The facts are that the traditional media world is 100 years old, strongly networked, and heavily committed to previous contracts;  their processes are firmly established and their budgets are tight.   A lot of their money is spent on actors, directors, marketing, FX, sets, etc...  To squeeze in the cost of an "Unproven" data product into a firmly establish process and budget is a very hard nut to crack.    Its like getting your first credit card.  You have to prove you are reliable and will make payments on your credit card.   A catch twenty two scenario.

FOUR: Competition Grew Fast
AI competition grew in a very short period of time.  We dedicated our whole company on this effort from 2018 until we closed our doors in 2022.   In that period of time, a lot of competing companies and moneys consolidated and networked faster than we could.

FIVE: Cloud Providers were setting the cost expectations to customers
In the beginning, our services were set at a cost of $30 per minute of video.   At that time there wasn't much competition out there.  Available identity detection services tended to be hit and miss.  We on the other hand used a mixed approach using person tracking, face detection, and identity detection to create a much more accurate representation of a talent on screen, even when the face was obscured.   Our customers compared us with AWS, Azure, and Google and our accuracy beat our competition hands down.     But these cloud providers make money through the usage of compute and storage services.   Which means that the cost of all the other supporting services they provide are offset.   Consequently AWS's service for identity detection is extremely cheap at $0.15 a minute of video.  That sets the customers expectations of cost per minute of video process to be under a $1 a minute and much closer to $0.15.    Ironically we were using AWS compute and storage services ourselves.  All though our direct customers understood that our costs included compute and storage, it was still hard for them to evangelize within their own organization the large price differential.   

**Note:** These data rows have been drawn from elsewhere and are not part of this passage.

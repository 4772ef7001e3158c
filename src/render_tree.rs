//! The flattened render tree handed to backends
//!
//! A [`RenderNode`] tree is the end product of compilation. It has exactly
//! three node kinds and one guarantee: nothing in it carries a pending
//! transform. Primitive payloads arrive with every ancestor transform
//! already applied, and style values likewise. A backend walks the tree,
//! treats each style node as a scoped attribute overlay, and draws each
//! primitive directly.

use serde::{Deserialize, Serialize};

use crate::style::Style;

/// A node in the flattened render tree
#[derive(Debug, Clone, PartialEq, Serialize, Deserialize)]
pub enum RenderNode<P> {
    /// Structural node grouping its children, no effect of its own
    Group(Vec<RenderNode<P>>),
    /// A style overlay scoped to the subtree beneath it
    Styled(Style, Box<RenderNode<P>>),
    /// A fully transformed drawable payload, always a leaf
    Prim(P),
}

/// One primitive paired with the style in effect where it sits
#[derive(Debug, Clone)]
pub struct DrawItem<'a, P> {
    /// Effective style: every overlay between the root and the primitive,
    /// merged with inner values winning
    pub style: Style,
    pub primitive: &'a P,
}

impl<P> RenderNode<P> {
    /// An output contributing nothing
    pub fn empty() -> Self {
        RenderNode::Group(Vec::new())
    }

    /// Visit every primitive with the style in effect where it sits
    ///
    /// Style overlays accumulate along the path from the root, inner values
    /// winning. Primitives are visited in document order. The payload
    /// reference borrows from the tree itself, so callers may collect the
    /// references and keep them for as long as the tree lives.
    pub fn visit_primitives<'a, F>(&'a self, mut f: F)
    where
        F: FnMut(&Style, &'a P),
    {
        self.visit_node(&Style::new(), &mut f);
    }

    fn visit_node<'a, F>(&'a self, inherited: &Style, f: &mut F)
    where
        F: FnMut(&Style, &'a P),
    {
        match self {
            RenderNode::Prim(payload) => f(inherited, payload),
            RenderNode::Group(children) => {
                for child in children {
                    child.visit_node(inherited, f);
                }
            }
            RenderNode::Styled(style, body) => {
                let effective = inherited.merge(style);
                body.visit_node(&effective, f);
            }
        }
    }

    /// Collect the tree into a flat draw list in document order
    ///
    /// Convenient for backends that do not care about grouping structure:
    /// each entry is a primitive with its effective style already resolved.
    pub fn draw_list(&self) -> Vec<DrawItem<'_, P>> {
        let mut items = Vec::new();
        self.visit_primitives(|style, primitive| {
            items.push(DrawItem {
                style: style.clone(),
                primitive,
            });
        });
        items
    }

    /// Render the tree structure as indented text, one node per line
    ///
    /// Intended for debugging and golden tests; the format is stable.
    pub fn dump(&self) -> String
    where
        P: std::fmt::Debug,
    {
        let mut out = String::new();
        self.dump_node(0, &mut out);
        out
    }

    fn dump_node(&self, depth: usize, out: &mut String)
    where
        P: std::fmt::Debug,
    {
        let indent = "  ".repeat(depth);
        match self {
            RenderNode::Group(children) => {
                out.push_str(&format!("{indent}Group\n"));
                for child in children {
                    child.dump_node(depth + 1, out);
                }
            }
            RenderNode::Styled(style, body) => {
                out.push_str(&format!("{indent}Styled [{style}]\n"));
                body.dump_node(depth + 1, out);
            }
            RenderNode::Prim(payload) => {
                out.push_str(&format!("{indent}Prim {payload:?}\n"));
            }
        }
    }
}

SIX: Legal Access to Video was Difficult
There was a bit of friction in gaining access to videos.  This friction slowed our delivery down considerably by a month or two.   If we asked the customer to provide videos, we had to step through a lot of legal hoops and lawyer fees to make this happen.  Then once we had that nailed down, setting up the method of transport was always different per customer due to the requirements of security.    Sometimes the customer didn't desire to go through their own red tape to bother.    So we had to approach it several different ways which added to our complexity.  We finally settled on capturing video from OTA (Over the Air), RTMP, HLS, and S3 buckets.  Each one came with their technical issues and video recording quality problems.  But at least we could move forward with a pilot.     

SEVEN: Customers Want to Build it Themselves
Time and time again, it turns out that companies just want to build it themselves.   They would turn to our company to pilot an idea to see if it can be done.  After they are satisfied, they then proceed to do it themselves.  The tools and technology available now affords them the ability to provide their own solutions and outsource the work to where the wages can be 1/4-1/3 the cost of someone in the USA.   They gain full control of the intellectual property and they can build it the way they want using the tools and platforms they feel have long term future for them.  
    

Just Buy Our Company

You would think that several companies would be knocking down our door offering to buy the company just for its efficient and effective data science and data engineering team, let alone the platform we pioneered.   But no, that wasn't going to happen.   Not to say there wasn't a desire from our partners and customers to do so.  It gets complicated when a company buys another company.  You have to get alignment with all stakeholders on both sides of the company and they all must have the will power to overcome any obstacles.   It only takes one stakeholder to significantly slow or spoil the effort.    And it did.         


Twenty / Twenty Hindsight

Now that I have time to reflect upon all the years we put into building a platform and data products, I think I have a better grasp at where the money is for these kind of data products.   If you study the The Seven Steps to Movie Making you will find that the budget is pretty tight across the steps.   And through experience, I witnessed that it was hard for a customer to find the desire and justification to adjust their budget for any of their steps to accommodate our data products.   But there was one area we didn't look into nor had access to.  The Distribution Step.  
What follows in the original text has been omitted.